Copy each line of the entries that contains the word "OverlayHandle".

(Saved entries)
------------------------------------------------------------------------

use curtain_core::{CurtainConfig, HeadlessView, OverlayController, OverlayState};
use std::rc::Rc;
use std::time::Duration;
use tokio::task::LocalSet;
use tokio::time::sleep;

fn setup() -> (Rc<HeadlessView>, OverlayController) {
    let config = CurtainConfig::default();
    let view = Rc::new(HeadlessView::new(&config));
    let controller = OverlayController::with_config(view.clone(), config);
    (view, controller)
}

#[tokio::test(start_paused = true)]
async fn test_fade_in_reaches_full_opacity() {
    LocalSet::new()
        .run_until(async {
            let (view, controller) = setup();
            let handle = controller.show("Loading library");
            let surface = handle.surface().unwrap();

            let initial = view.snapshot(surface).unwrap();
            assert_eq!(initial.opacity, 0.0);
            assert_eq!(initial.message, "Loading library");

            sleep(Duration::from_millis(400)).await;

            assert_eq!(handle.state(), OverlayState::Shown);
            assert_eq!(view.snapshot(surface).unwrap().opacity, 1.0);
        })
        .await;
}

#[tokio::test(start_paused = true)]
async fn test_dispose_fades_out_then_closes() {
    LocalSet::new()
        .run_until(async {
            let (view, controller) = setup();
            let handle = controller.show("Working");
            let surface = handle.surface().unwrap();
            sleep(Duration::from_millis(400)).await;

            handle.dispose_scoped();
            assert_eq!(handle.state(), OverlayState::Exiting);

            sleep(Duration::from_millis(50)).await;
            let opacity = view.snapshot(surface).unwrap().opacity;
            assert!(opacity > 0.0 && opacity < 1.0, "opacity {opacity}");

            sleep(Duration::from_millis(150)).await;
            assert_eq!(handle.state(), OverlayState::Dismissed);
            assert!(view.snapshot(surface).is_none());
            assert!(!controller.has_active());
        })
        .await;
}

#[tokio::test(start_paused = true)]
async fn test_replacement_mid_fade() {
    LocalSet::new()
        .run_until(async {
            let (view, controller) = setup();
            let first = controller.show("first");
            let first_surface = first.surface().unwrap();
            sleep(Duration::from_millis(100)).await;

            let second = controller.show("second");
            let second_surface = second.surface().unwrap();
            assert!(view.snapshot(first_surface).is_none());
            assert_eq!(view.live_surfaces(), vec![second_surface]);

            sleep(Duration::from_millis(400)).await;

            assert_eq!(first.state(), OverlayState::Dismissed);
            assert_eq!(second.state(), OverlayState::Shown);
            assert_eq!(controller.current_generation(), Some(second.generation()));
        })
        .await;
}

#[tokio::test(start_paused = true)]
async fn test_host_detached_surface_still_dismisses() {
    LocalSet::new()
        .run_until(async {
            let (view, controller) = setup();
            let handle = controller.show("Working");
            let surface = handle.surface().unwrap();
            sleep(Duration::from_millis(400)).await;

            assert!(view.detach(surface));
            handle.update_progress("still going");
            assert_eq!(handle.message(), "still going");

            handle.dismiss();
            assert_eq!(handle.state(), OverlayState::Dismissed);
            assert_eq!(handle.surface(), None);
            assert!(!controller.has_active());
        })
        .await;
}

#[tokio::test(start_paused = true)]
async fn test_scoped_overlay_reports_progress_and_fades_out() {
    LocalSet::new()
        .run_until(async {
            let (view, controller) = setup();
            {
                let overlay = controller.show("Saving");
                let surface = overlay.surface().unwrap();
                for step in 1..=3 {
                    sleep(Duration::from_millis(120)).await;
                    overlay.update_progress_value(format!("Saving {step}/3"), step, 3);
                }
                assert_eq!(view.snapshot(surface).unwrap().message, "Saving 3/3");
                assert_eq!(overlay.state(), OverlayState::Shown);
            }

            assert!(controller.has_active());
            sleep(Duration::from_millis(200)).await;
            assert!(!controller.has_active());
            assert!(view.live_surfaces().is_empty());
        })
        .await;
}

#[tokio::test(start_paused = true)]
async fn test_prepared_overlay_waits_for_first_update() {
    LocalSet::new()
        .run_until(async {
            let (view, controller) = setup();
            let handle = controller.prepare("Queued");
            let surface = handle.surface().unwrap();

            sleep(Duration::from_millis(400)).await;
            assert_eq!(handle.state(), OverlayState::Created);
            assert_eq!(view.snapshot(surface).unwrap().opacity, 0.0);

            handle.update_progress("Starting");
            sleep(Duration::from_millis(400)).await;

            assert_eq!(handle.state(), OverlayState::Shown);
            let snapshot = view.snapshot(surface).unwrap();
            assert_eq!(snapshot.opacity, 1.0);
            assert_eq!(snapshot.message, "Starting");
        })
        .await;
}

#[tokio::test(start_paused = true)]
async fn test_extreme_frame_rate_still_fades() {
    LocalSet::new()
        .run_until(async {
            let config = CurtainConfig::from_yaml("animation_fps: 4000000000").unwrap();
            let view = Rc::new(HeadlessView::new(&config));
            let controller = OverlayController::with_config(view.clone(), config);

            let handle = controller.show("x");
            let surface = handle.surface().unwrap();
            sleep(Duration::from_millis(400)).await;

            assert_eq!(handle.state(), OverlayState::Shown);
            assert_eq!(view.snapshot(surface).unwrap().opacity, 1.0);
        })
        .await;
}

------------------------------------------------------------------------

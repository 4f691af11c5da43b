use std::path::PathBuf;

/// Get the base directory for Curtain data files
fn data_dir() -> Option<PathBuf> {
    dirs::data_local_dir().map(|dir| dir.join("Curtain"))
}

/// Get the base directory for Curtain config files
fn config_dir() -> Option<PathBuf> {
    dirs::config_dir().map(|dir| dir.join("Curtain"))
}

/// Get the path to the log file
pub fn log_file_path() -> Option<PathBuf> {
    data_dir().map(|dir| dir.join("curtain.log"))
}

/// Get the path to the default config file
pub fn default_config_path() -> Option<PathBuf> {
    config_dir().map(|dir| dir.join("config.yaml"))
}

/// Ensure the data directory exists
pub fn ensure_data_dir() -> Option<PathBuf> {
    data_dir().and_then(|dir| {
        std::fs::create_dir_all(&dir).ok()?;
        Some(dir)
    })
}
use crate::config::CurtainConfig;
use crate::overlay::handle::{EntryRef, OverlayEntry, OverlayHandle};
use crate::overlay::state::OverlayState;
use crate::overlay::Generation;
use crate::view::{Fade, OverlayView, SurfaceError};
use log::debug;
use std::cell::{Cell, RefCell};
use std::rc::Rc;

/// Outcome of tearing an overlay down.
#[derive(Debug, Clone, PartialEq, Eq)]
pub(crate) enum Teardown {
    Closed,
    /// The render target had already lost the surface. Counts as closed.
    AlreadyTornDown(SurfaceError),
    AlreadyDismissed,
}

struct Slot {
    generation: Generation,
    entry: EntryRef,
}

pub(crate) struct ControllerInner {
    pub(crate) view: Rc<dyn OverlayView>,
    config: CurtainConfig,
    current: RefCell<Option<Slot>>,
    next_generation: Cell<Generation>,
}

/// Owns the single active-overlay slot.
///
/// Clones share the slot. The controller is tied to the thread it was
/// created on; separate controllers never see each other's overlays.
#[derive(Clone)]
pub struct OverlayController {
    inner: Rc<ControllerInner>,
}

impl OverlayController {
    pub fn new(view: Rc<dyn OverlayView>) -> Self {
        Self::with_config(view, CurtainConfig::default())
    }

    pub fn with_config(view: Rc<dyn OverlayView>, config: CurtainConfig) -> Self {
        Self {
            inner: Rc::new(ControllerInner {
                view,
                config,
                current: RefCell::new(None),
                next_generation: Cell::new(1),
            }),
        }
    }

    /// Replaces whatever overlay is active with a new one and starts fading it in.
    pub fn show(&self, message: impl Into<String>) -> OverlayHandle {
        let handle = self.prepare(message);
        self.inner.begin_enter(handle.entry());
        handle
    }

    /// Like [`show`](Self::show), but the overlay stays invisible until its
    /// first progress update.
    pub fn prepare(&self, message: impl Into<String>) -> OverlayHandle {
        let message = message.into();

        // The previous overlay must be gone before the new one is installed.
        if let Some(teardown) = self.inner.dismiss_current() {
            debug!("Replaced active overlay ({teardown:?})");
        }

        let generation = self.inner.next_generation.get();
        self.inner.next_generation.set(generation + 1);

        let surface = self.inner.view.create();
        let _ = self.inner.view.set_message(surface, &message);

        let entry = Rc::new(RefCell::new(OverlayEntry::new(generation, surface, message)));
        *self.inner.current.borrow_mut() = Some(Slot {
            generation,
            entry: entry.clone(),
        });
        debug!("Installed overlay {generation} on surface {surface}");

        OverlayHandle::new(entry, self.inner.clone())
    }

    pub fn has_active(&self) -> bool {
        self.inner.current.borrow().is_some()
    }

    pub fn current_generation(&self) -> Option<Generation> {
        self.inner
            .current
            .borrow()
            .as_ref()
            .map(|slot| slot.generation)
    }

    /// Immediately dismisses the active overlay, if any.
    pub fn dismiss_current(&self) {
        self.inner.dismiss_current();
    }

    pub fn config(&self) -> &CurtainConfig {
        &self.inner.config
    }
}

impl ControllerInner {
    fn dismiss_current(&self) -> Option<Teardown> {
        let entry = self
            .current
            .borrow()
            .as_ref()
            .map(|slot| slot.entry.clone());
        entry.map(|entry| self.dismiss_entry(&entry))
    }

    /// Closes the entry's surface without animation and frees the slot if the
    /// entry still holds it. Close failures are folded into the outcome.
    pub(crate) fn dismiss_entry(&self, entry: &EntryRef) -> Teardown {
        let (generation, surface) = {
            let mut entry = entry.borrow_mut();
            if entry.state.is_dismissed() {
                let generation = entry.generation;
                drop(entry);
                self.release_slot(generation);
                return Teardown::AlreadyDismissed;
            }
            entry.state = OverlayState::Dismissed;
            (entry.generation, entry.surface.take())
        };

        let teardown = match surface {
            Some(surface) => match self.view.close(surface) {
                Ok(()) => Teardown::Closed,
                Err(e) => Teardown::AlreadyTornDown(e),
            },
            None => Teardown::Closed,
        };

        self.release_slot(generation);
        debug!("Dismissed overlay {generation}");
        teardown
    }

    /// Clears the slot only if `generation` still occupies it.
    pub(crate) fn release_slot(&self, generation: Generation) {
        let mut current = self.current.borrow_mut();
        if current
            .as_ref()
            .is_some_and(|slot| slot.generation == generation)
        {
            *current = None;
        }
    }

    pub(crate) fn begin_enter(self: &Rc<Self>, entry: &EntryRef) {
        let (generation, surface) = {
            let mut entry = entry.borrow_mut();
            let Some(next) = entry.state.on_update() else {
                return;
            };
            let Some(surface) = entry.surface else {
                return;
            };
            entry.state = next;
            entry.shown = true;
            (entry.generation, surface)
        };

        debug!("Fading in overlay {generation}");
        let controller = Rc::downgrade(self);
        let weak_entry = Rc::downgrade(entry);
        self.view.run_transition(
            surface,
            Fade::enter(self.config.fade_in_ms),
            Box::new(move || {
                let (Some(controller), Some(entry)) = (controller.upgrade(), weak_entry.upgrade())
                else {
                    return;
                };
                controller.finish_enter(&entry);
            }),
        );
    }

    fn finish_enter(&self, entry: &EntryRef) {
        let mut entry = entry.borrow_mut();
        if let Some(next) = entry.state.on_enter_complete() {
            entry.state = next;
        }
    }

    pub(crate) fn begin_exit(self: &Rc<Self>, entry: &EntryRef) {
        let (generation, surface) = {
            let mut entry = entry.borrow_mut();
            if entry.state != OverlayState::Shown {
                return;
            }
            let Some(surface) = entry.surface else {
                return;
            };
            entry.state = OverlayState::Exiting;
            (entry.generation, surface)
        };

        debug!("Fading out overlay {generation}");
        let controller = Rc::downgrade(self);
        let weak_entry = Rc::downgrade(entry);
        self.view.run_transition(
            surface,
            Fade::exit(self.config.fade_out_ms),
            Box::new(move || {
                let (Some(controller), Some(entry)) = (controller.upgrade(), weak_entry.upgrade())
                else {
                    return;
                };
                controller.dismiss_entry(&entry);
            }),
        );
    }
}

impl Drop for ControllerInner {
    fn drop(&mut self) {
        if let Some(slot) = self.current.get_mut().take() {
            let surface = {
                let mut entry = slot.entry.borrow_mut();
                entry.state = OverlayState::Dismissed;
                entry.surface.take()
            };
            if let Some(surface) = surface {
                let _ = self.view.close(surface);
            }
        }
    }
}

------------------------------------------------------------------------

RESULT FOR THIS TASK:
use crate::overlay::handle::{EntryRef, OverlayEntry, OverlayHandle};
    pub fn show(&self, message: impl Into<String>) -> OverlayHandle {
    pub fn prepare(&self, message: impl Into<String>) -> OverlayHandle {
        OverlayHandle::new(entry, self.inner.clone())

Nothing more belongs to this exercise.